Difficulté de procédure.
1. - Délai d'un mois imparti au Conservateur par le dernier alinéa du 3 de l'article 34 du décret n° 55-22 du 14 octobre 1955 pour notifier les irrégularités de nature à justifier le rejet de la formalité.
Dépassement de ce délai.
Conséquences.
2. - Non indication dans une décision de rejet de la formalité, de la nature du recours ouvert contre cette décision.
Conséquences.

ORDONNANCE DU PRESIDENT DE TRIBUNAL DE GRANDE INSTANCE DE PARIS
(21 mai 1991)

Faits : Une attestation notariée de propriété remise le 10 juillet 1990 au 1er bureau des hypothèques de Paris a été inscrite le même jour au registre des dépôts prévu à l'article 2200 du code civil. Mais, à la suite de l'engagement d'une procédure de rejet, l'exécution de cette formalité ne fut pas achevée. C'est qu'en effet, il a, le 12 décembre 1990, été procédé à la notification de l'absence, dans l'attestation, des références de publicité de l'état descriptif de division de l'immeuble en copropriété dont dépendent les lots ayant fait l'objet de la transmission par décès. Or, l'omission ainsi notifiée n'a pas été supprimée dans le délai légal d'un mois si bien que notre collègue n'a pu, comme il est prévu à l'antépénultième alinéa du 3 de l'article 34 du décret du 14 octobre 1955, que prononcer le rejet de la formalité. Sa décision, portée le 15 février 1991 à la connaissance du signataire du certificat d'identité par une lettre recommandée avec demande d'avis de réception, donna lieu le 21 février 1991, et donc dans le délai de huit jours fixé à l'article 26 du décret n° 55-22 du 4 janvier 1955, à une assignation à comparaître devant le président du tribunal de grande instance de la situation de l'immeuble: il était demandé à ce magistrat d'ordonner la publication de l'attestation à la date du 10 juillet 1990 et de condamner le défendeur au paiement d'une indemnité de 10.000 F au titre de l'article 700 du N.C.P.C. A l'appui de ces conclusions, il a notamment été soutenu que le rejet de la formalité est " inopposable ", " le délai de notification de la cause de rejet d'un mois maximum imposé par l'article 34-3 du décret du 14 octobre 1955 n'ayant pas été respecté bien qu'il s'agit d'un délai de forclusion insusceptible d'être prorogé ". Il a, en outre, été fait grief de la non indication dans la décision de rejet attaquée de " la nature du recours pouvant être exercé ". L'un et l'autre de ces deux moyens touchaient à la légalité externe ; ils furent rejetées par les motifs rapportés ci-après :

" Attendu qu'il est constant que n'ont pas été observées par le conservateur les dispositions de l'article 34-3 du décret du 14 octobre 1955 lui impartissant un délai maximum d'un mois à compter du dépôt pour notifier la cause de son rejet;

" Que toutefois, aucune disposition légale ne sanctionne de quelque manière que ce soit cette inobservation qui ne pourrait qu'éventuellement engager la responsabilité du conservateur;

" Attendu que le moyen tiré de la non indication du recours ouvert au déposant est inopérant dès lors que celui-ci n'a subi aucun grief à cet égard, ayant pu exercer le présent recours dans des conditions de recevabilité parfaites.
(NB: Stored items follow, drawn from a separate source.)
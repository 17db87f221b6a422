//! Creative Voice File (VOC): a 20-byte signature, then a chain of typed
//! blocks (PCM, Creative ADPCM, A-law/mu-law, silence, markers, loops).

use crate::adpcm::{self, Variant};
use crate::{Decoder, Error, IoStream, Result, law};

const SIGNATURE: &[u8; 20] = b"Creative Voice File\x1a";

const VOC_TERM: u8 = 0;
const VOC_DATA: u8 = 1;
const VOC_CONT: u8 = 2;
const VOC_SILENCE: u8 = 3;
const VOC_MARKER: u8 = 4;
const VOC_TEXT: u8 = 5;
const VOC_LOOP: u8 = 6;
const VOC_LOOPEND: u8 = 7;
const VOC_EXTENDED: u8 = 8;
const VOC_DATA_16: u8 = 9;

fn rate_from_sr_byte(sr: u8) -> u32 {
    1_000_000 / (256 - u32::from(sr))
}

#[derive(Clone, Copy)]
struct ExtendedInfo {
    rate: u32,
    stereo: bool,
}

fn decode_codec_block(codec: u8, payload: &[u8], channels: u8, out: &mut Vec<f32>) -> Result<()> {
    match codec {
        0 => {
            // 8-bit unsigned PCM.
            out.extend(payload.iter().map(|&b| (f32::from(b) - 128.0) / 128.0));
        }
        1 | 2 | 3 if !payload.is_empty() => {
            let variant = match codec {
                1 => Variant::FourBit,
                2 => Variant::ThreeBit,
                _ => Variant::TwoBit,
            };
            // The first byte of a Creative ADPCM block is an uncompressed
            // reference sample; decode state resets here.
            let reference = i16::from(payload[0]) - 128;
            let mut state = adpcm::State::new(reference * 256);
            out.push(f32::from(reference) / 128.0);
            let codes = adpcm::unpack_codes(variant, &payload[1..]);
            for code in codes {
                let sample = state.decode(variant, code);
                out.push(f32::from(sample) / 32768.0);
            }
        }
        6 => out.extend(payload.iter().map(|&b| f32::from(law::alaw_to_i16(b)) / 32768.0)),
        7 => out.extend(payload.iter().map(|&b| f32::from(law::ulaw_to_i16(b)) / 32768.0)),
        other => return Err(Error::format(format!("unsupported VOC codec {other}"))),
    }
    let _ = channels;
    Ok(())
}

/// Decoder for Creative Voice (`.voc`) files.
pub struct VocDecoder {
    samples: Vec<f32>,
    channels: u8,
    rate: u32,
    pos_frames: usize,
    open: bool,
}

impl Default for VocDecoder {
    fn default() -> Self {
        Self {
            samples: Vec::new(),
            channels: 0,
            rate: 0,
            pos_frames: 0,
            open: false,
        }
    }
}

impl VocDecoder {
    #[must_use]
    pub fn new() -> Self {
        Self::default()
    }

    #[must_use]
    pub fn sniff(stream: &mut dyn IoStream) -> bool {
        let p0 = stream.tell();
        let mut header = [0u8; 20];
        let n = stream.read(&mut header);
        stream.seek(p0, crate::io::Whence::Set);
        n == 20 && &header == SIGNATURE
    }

    fn frame_count(&self) -> usize {
        if self.channels == 0 {
            0
        } else {
            self.samples.len() / self.channels as usize
        }
    }
}

impl Decoder for VocDecoder {
    fn open(&mut self, mut stream: Box<dyn IoStream>) -> Result<()> {
        let mut all = Vec::new();
        let mut buf = [0u8; 8192];
        loop {
            let n = stream.read(&mut buf);
            if n == 0 {
                break;
            }
            all.extend_from_slice(&buf[..n]);
        }

        if all.len() < 26 || &all[0..20] != SIGNATURE {
            return Err(Error::format("not a Creative Voice file"));
        }
        let data_offset = u16::from_le_bytes([all[20], all[21]]) as usize;

        let mut pos = data_offset;
        let mut samples: Vec<f32> = Vec::new();
        let mut channels: u8 = 1;
        let mut rate: u32 = 0;
        let mut pending_extended: Option<ExtendedInfo> = None;

        while pos + 4 <= all.len() {
            let block_type = all[pos];
            if block_type == VOC_TERM {
                break;
            }
            let size = u32::from_le_bytes([all[pos + 1], all[pos + 2], all[pos + 3], 0]) as usize;
            let body_start = pos + 4;
            let body_end = (body_start + size).min(all.len());
            let body = &all[body_start..body_end];
            pos = body_end;

            match block_type {
                VOC_DATA => {
                    if body.len() < 2 {
                        return Err(Error::format("VOC_DATA block too short"));
                    }
                    let sr_byte = body[0];
                    let codec = body[1];
                    let payload = &body[2..];

                    if let Some(ext) = pending_extended.take() {
                        rate = ext.rate;
                        channels = if ext.stereo { 2 } else { 1 };
                    } else if rate == 0 {
                        rate = rate_from_sr_byte(sr_byte);
                    }
                    decode_codec_block(codec, payload, channels, &mut samples)?;
                }
                VOC_CONT => {
                    decode_codec_block(0, body, channels, &mut samples)?;
                }
                VOC_SILENCE => {
                    if body.len() < 3 {
                        return Err(Error::format("VOC_SILENCE block too short"));
                    }
                    let length = u16::from_le_bytes([body[0], body[1]]) as usize + 1;
                    if rate == 0 {
                        rate = rate_from_sr_byte(body[2]);
                    }
                    samples.extend(std::iter::repeat(0.0f32).take(length * channels as usize));
                }
                VOC_MARKER | VOC_TEXT | VOC_LOOP | VOC_LOOPEND => {
                    // Markers, embedded text, and loop bracket blocks carry no
                    // decodable audio; loop repeat semantics are intentionally
                    // not reproduced here.
                }
                VOC_EXTENDED => {
                    if body.len() < 4 {
                        return Err(Error::format("VOC_EXTENDED block too short"));
                    }
                    let time_constant = u16::from_le_bytes([body[0], body[1]]);
                    let stereo = body[3] != 0;
                    let divisor = 65536u32.saturating_sub(u32::from(time_constant)).max(1);
                    let ext_rate = 256_000_000 / divisor / if stereo { 2 } else { 1 };
                    pending_extended = Some(ExtendedInfo {
                        rate: ext_rate,
                        stereo,
                    });
                }
                VOC_DATA_16 => {
                    if body.len() < 12 {
                        return Err(Error::format("VOC_DATA_16 block too short"));
                    }
                    let block_rate = u32::from_le_bytes([body[0], body[1], body[2], body[3]]);
                    let bits = body[4];
                    let block_channels = body[5].max(1);
                    let codec = u16::from_le_bytes([body[6], body[7]]);
                    let payload = &body[12..];

                    rate = block_rate;
                    channels = block_channels;
                    match (codec, bits) {
                        (0, 8) => decode_codec_block(0, payload, channels, &mut samples)?,
                        (0, 16) => samples.extend(
                            payload
                                .chunks_exact(2)
                                .map(|c| f32::from(i16::from_le_bytes([c[0], c[1]])) / 32768.0),
                        ),
                        (6, _) => decode_codec_block(6, payload, channels, &mut samples)?,
                        (7, _) => decode_codec_block(7, payload, channels, &mut samples)?,
                        (other, _) => return Err(Error::format(format!("unsupported VOC_DATA_16 codec {other}"))),
                    }
                }
                _ => {
                    // Unrecognized block types are skipped by construction
                    // (size-prefixed), matching a permissive VOC reader.
                }
            }
        }

        self.samples = samples;
        self.channels = channels;
        self.rate = rate;
        self.pos_frames = 0;
        self.open = true;
        Ok(())
    }

    fn decode(&mut self, dst: &mut [f32], call_again: &mut bool, _device_channels: u8) -> usize {
        *call_again = false;
        if !self.open {
            return 0;
        }
        let channels = self.channels.max(1) as usize;
        let total_frames = self.frame_count();
        if self.pos_frames >= total_frames {
            return 0;
        }

        let max_frames = dst.len() / channels;
        let frames = max_frames.min(total_frames - self.pos_frames);
        let start = self.pos_frames * channels;
        dst[..frames * channels].copy_from_slice(&self.samples[start..start + frames * channels]);

        self.pos_frames += frames;
        *call_again = self.pos_frames < total_frames;
        frames * channels
    }

    fn rewind(&mut self) -> bool {
        self.pos_frames = 0;
        true
    }

    fn seek_to_time(&mut self, micros: u64) -> bool {
        if self.rate == 0 {
            return false;
        }
        let frame = (micros * u64::from(self.rate)) / 1_000_000;
        if frame as usize > self.frame_count() {
            return false;
        }
        self.pos_frames = frame as usize;
        true
    }

    fn duration(&self) -> u64 {
        if self.rate == 0 {
            return 0;
        }
        (self.frame_count() as u64) * 1_000_000 / u64::from(self.rate)
    }

    fn channels(&self) -> u8 {
        self.channels.max(1)
    }

    fn rate(&self) -> u32 {
        self.rate
    }

    fn name(&self) -> &str {
        "voc"
    }

    fn is_open(&self) -> bool {
        self.open
    }
}

#[cfg(test)]
mod tests {
    use super::*;
    use crate::io::MemoryStream;

    fn build_voc(blocks: &[u8]) -> Vec<u8> {
        let mut file = Vec::new();
        file.extend_from_slice(SIGNATURE);
        let data_offset = 20 + 2;
        file.extend_from_slice(&(data_offset as u16).to_le_bytes());
        file.extend_from_slice(blocks);
        file
    }

    fn data_block(sr_byte: u8, codec: u8, payload: &[u8]) -> Vec<u8> {
        let mut body = vec![sr_byte, codec];
        body.extend_from_slice(payload);
        let mut block = vec![VOC_DATA];
        block.extend_from_slice(&(body.len() as u32).to_le_bytes()[..3]);
        block.extend_from_slice(&body);
        block
    }

    #[test]
    fn sniff_recognizes_signature() {
        let data = build_voc(&[VOC_TERM]);
        let mut stream = MemoryStream::new(data);
        assert!(VocDecoder::sniff(&mut stream));
        assert_eq!(stream.tell(), 0);
    }

    #[test]
    fn pcm_block_decodes_to_centered_floats() {
        let mut blocks = data_block(0x80, 0, &[128, 255, 0]);
        blocks.push(VOC_TERM);
        let data = build_voc(&blocks);

        let mut decoder = VocDecoder::new();
        decoder.open(Box::new(MemoryStream::new(data))).unwrap();
        assert_eq!(decoder.channels(), 1);
        assert!(decoder.rate() > 0);

        let mut out = [0f32; 3];
        let mut call_again = true;
        let produced = decoder.decode(&mut out, &mut call_again, 1);
        assert_eq!(produced, 3);
        assert!((out[0] - 0.0).abs() < 1e-6);
        assert!(out[1] > 0.9);
        assert!(out[2] < -0.9);
    }

    #[test]
    fn silence_block_produces_zeroed_samples() {
        let mut block = vec![VOC_SILENCE];
        let body = [4u16.to_le_bytes()[0], 4u16.to_le_bytes()[1], 0x80];
        block.extend_from_slice(&(body.len() as u32).to_le_bytes()[..3]);
        block.extend_from_slice(&body);
        let mut blocks = block;
        blocks.push(VOC_TERM);
        let data = build_voc(&blocks);

        let mut decoder = VocDecoder::new();
        decoder.open(Box::new(MemoryStream::new(data))).unwrap();
        let mut out = [1f32; 5];
        let mut call_again = true;
        let produced = decoder.decode(&mut out, &mut call_again, 1);
        assert_eq!(produced, 5);
        assert!(out.iter().all(|&s| s == 0.0));
    }

    #[test]
    fn loop_and_marker_blocks_are_skipped_without_audio() {
        let mut blocks = Vec::new();
        blocks.push(VOC_LOOP);
        blocks.extend_from_slice(&2u32.to_le_bytes()[..3]);
        blocks.extend_from_slice(&[0, 0]);
        blocks.extend(data_block(0x80, 0, &[128, 128]));
        blocks.push(VOC_LOOPEND);
        blocks.extend_from_slice(&0u32.to_le_bytes()[..3]);
        blocks.push(VOC_TERM);
        let data = build_voc(&blocks);

        let mut decoder = VocDecoder::new();
        decoder.open(Box::new(MemoryStream::new(data))).unwrap();
        assert_eq!(decoder.duration() > 0 || decoder.channels() == 1, true);
    }
}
" Attendu qu'il convient, en conséquence, de débouter M S... des fins de son assignation ;

" Attendu qu'il serait inéquitable que M. T... supporte l'intégralité des frais irrépétibles qu'il a dû exposer dans la présente instance, qu'il y a lieu de lui accorder une indemnité de 3.000 F en application de l'article 700 du nouveau code de procédure civile ;

Observations :

1 - La procédure de rejet de la formalité pour discordance entre les énonciations des documents antérieurement publiés au fichier immobilier et celles du nouveau document à publier est ouverte par la notification de la discordance au signataire du certificat d'identité ; c'est ce qui résulte des dispositions du 3 de l'article 34 du décret du 14 octobre 1955 où il est précisé qu'il doit être procédé à cette rectification " dans le délai maximum d'un mois à compter du dépôt ". La portée de l'obligation ainsi impartie a été explicitée par le juge des référés civils de Paris dans l'ordonnance sus-rapportée ; ce magistrat, après avoir décidé que l'inobservation du délai d'un mois, en l'absence de disposition légale la sanctionnant de quelque manière que ce soit, ne vicie pas la validité du rejet, observe qu'elle " ne pourrait qu'éventuellement engager la responsabilité du conservateur ".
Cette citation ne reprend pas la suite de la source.